I can, however, add that these 18th-19th century western European
intellectuals clearly admired the classical Greek tradition, which to them
was the only real "Greek" stuff.  This meant that Byzantine Greek
civilization and history were either ingored or denigrated.  Hence we get
Edward Gibbon's _The Decline and Fall of Roman Empire_ which tends to
regard the thousand-year history of Eastern Roman/Byzantin empire as a
long period of decline and decadence after the trule Roman history had
ended.  Then there was Fallmarayer, a German, who declared that there's
not a drop of Greek blood flowing in the veins of modern Greeks.

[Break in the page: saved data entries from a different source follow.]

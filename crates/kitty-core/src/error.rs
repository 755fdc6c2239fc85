//! Core error types for the kitty upgrade engine.
//!
//! This module provides [`KittyError`], the single error enum shared by every
//! crate in the workspace. Variants follow the failure taxonomy of a project
//! upgrade: detection problems, migration failures, missing packaged
//! resources, and corrupt metadata, plus the usual configuration, serialization
//! and I/O errors.

use std::path::PathBuf;

use thiserror::Error;

/// The primary error type for the kitty upgrade engine.
///
/// Only [`MetadataCorrupt`](Self::MetadataCorrupt) and I/O failures on the
/// project root abort an upgrade run. Migration failures are reported through
/// the upgrade result and halt the chain instead.
#[derive(Error, Debug)]
pub enum KittyError {
    // ── Upgrade ──────────────────────────────────────────────────────

    /// The schema version of a project could not be inferred.
    #[error("Detection error: {0}")]
    Detection(String),

    /// A migration's transformation failed.
    #[error("Migration {migration_id} failed: {message}")]
    MigrationApply {
        /// The id of the migration that failed.
        migration_id: String,
        /// The failure description.
        message: String,
    },

    /// A packaged asset required by a provisioning migration is missing.
    #[error("resource unavailable: {resource} (packaged assets are missing from this installation)")]
    ResourceUnavailable {
        /// The asset name that was looked up.
        resource: String,
    },

    /// The persisted project metadata is unreadable or structurally invalid.
    #[error("Metadata corrupt at {}: {reason}", path.display())]
    MetadataCorrupt {
        /// The metadata file that failed to load.
        path: PathBuf,
        /// What was wrong with it.
        reason: String,
    },

    /// The migration catalog was assembled incorrectly.
    #[error("Registry error: {0}")]
    Registry(String),

    // ── Configuration ────────────────────────────────────────────────

    /// A configuration value is missing or invalid.
    #[error("Configuration error: {0}")]
    ConfigurationError(String),

    // ── Serialization ────────────────────────────────────────────────

    /// An error occurred during serialization or deserialization.
    #[error("Serialization error: {0}")]
    SerializationError(String),

    // ── IO ───────────────────────────────────────────────────────────

    /// An I/O error occurred.
    #[error("IO error: {0}")]
    IoError(#[from] std::io::Error),
}

impl KittyError {
    /// Returns `true` when the error stems from the runtime environment
    /// rather than from the project being upgraded.
    ///
    /// Re-running after fixing the environment is expected to succeed.
    pub const fn is_environment_issue(&self) -> bool {
        matches!(self, Self::ResourceUnavailable { .. } | Self::IoError(_))
    }

    /// Creates a [`KittyError::MigrationApply`].
    pub fn apply(migration_id: impl Into<String>, message: impl Into<String>) -> Self {
        Self::MigrationApply {
            migration_id: migration_id.into(),
            message: message.into(),
        }
    }

    /// Creates a [`KittyError::MetadataCorrupt`].
    pub fn metadata_corrupt(path: impl Into<PathBuf>, reason: impl Into<String>) -> Self {
        Self::MetadataCorrupt {
            path: path.into(),
            reason: reason.into(),
        }
    }
}

/// A convenience type alias for `Result<T, KittyError>`.
pub type KittyResult<T> = Result<T, KittyError>;
//! On-disk layout of a kitty project.
//!
//! [`ProjectLayout`] resolves the well-known paths of a project root, for
//! both the current and the legacy naming schemes. It never touches the
//! filesystem except for existence checks.

use std::path::{Path, PathBuf};

use kitty_core::settings::DEFAULT_METADATA_FILE;

/// Current name of the internal control directory.
pub const CONTROL_DIR: &str = ".kittify";
/// Legacy name of the internal control directory.
pub const LEGACY_CONTROL_DIR: &str = ".specify";
/// Current name of the specs directory.
pub const SPECS_DIR: &str = "kitty-specs";
/// Legacy name of the specs directory.
pub const LEGACY_SPECS_DIR: &str = "specs";
/// The ignore file augmented by upgrades.
pub const GITIGNORE: &str = ".gitignore";
/// Shared command sources inside the control directory.
pub const COMMANDS_DIR: &str = "commands";
/// Mission definitions inside the control directory.
pub const MISSIONS_DIR: &str = "missions";
/// Dashboard scratch directory inside the control directory, never committed.
pub const DASHBOARD_DIR: &str = ".dashboard";

/// A per-tool integration directory.
#[derive(Debug, Clone, Copy, PartialEq, Eq)]
pub struct Integration {
    /// Short integration name.
    pub name: &'static str,
    /// Directory at the project root owned by the tool.
    pub root: &'static str,
    /// Where the tool reads its command files, relative to the project root.
    pub commands_dir: &'static str,
}

/// Every integration the engine knows how to upgrade.
pub const INTEGRATIONS: &[Integration] = &[
    Integration { name: "claude", root: ".claude", commands_dir: ".claude/commands" },
    Integration { name: "gemini", root: ".gemini", commands_dir: ".gemini/commands" },
    Integration { name: "cursor", root: ".cursor", commands_dir: ".cursor/commands" },
    Integration { name: "codex", root: ".codex", commands_dir: ".codex/prompts" },
    Integration { name: "opencode", root: ".opencode", commands_dir: ".opencode/command" },
    Integration { name: "windsurf", root: ".windsurf", commands_dir: ".windsurf/workflows" },
    Integration { name: "qwen", root: ".qwen", commands_dir: ".qwen/commands" },
    Integration { name: "kilocode", root: ".kilocode", commands_dir: ".kilocode/workflows" },
    Integration { name: "roo", root: ".roo", commands_dir: ".roo/commands" },
    Integration { name: "amazonq", root: ".amazonq", commands_dir: ".amazonq/prompts" },
];

/// Path resolution for one project root.
#[derive(Debug, Clone)]
pub struct ProjectLayout {
    root: PathBuf,
    metadata_file_name: String,
}

impl ProjectLayout {
    /// Creates a layout for `root` with the default metadata file name.
    pub fn new(root: impl Into<PathBuf>) -> Self {
        Self {
            root: root.into(),
            metadata_file_name: DEFAULT_METADATA_FILE.to_string(),
        }
    }

    /// Overrides the metadata file name.
    pub fn with_metadata_file_name(mut self, name: impl Into<String>) -> Self {
        self.metadata_file_name = name.into();
        self
    }

    /// The project root.
    pub fn root(&self) -> &Path {
        &self.root
    }

    /// Joins a root-relative path.
    pub fn path(&self, relative: impl AsRef<Path>) -> PathBuf {
        self.root.join(relative)
    }

    /// The current-scheme control directory (`.kittify/`).
    pub fn kittify_dir(&self) -> PathBuf {
        self.root.join(CONTROL_DIR)
    }

    /// The legacy control directory (`.specify/`).
    pub fn legacy_control_dir(&self) -> PathBuf {
        self.root.join(LEGACY_CONTROL_DIR)
    }

    /// The control directory that currently owns the metadata file.
    ///
    /// Prefers `.kittify/`, falls back to a legacy `.specify/`, and otherwise
    /// names `.kittify/` as the place a new file would go.
    pub fn control_dir(&self) -> PathBuf {
        let current = self.kittify_dir();
        if current.is_dir() {
            return current;
        }
        let legacy = self.legacy_control_dir();
        if legacy.is_dir() {
            return legacy;
        }
        current
    }

    /// Whether any control directory exists.
    pub fn has_control_dir(&self) -> bool {
        self.kittify_dir().is_dir() || self.legacy_control_dir().is_dir()
    }

    /// The metadata file inside [`control_dir`](Self::control_dir).
    pub fn metadata_path(&self) -> PathBuf {
        self.control_dir().join(&self.metadata_file_name)
    }

    /// Name of the metadata file inside a control directory.
    pub fn metadata_file_name(&self) -> &str {
        &self.metadata_file_name
    }

    /// Where a legacy `.specify/` keeps its metadata file.
    ///
    /// Equal to [`metadata_path`](Self::metadata_path) when `.specify/` is
    /// the only control directory.
    pub fn legacy_metadata_path(&self) -> PathBuf {
        self.legacy_control_dir().join(&self.metadata_file_name)
    }

    /// The current-scheme specs directory.
    pub fn specs_dir(&self) -> PathBuf {
        self.root.join(SPECS_DIR)
    }

    /// The legacy specs directory.
    pub fn legacy_specs_dir(&self) -> PathBuf {
        self.root.join(LEGACY_SPECS_DIR)
    }

    /// The project's ignore file.
    pub fn gitignore(&self) -> PathBuf {
        self.root.join(GITIGNORE)
    }

    /// Shared command sources (`.kittify/commands/`).
    pub fn commands_dir(&self) -> PathBuf {
        self.kittify_dir().join(COMMANDS_DIR)
    }

    /// Mission definitions (`.kittify/missions/`).
    pub fn missions_dir(&self) -> PathBuf {
        self.kittify_dir().join(MISSIONS_DIR)
    }

    /// Integrations whose root directory exists in this project.
    pub fn present_integrations(&self) -> Vec<&'static Integration> {
        INTEGRATIONS
            .iter()
            .filter(|integration| self.root.join(integration.root).is_dir())
            .collect()
    }
}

Aside from the issue of historical, cultural, or racial continuity between
the classical Greeks and the medieval/modern Greeks, Greeks and non-Greeks
continue to disagree on the origins of Greek nationalism.  Whilte the
Greeks trace it as far back as the final centuries of the Byzantine empire
when it had become an almostly entirely Greek state rather than a
universalistic empire, non-Greek scholars regard Greek nationalistm as a
modern construct.  Kind of similiar to the argument between the Korean and
non-Korean scholars on the origins of Korean nationalism, huh?  Anyway, I
tend to side with the Greeks on the earliest traces of Greek national
identity.  At the same time, I don't think one can deny that the
19th-century Greek independence movement benefitted not only from the
major western powers' strategic interests in the region (and this also
helped the Slavic peoples win their independence from Ottoman empire) but
also from the West's fascination with things Greek (i.e. classical Greek).
And the Greeks took full advantage of this, I feel.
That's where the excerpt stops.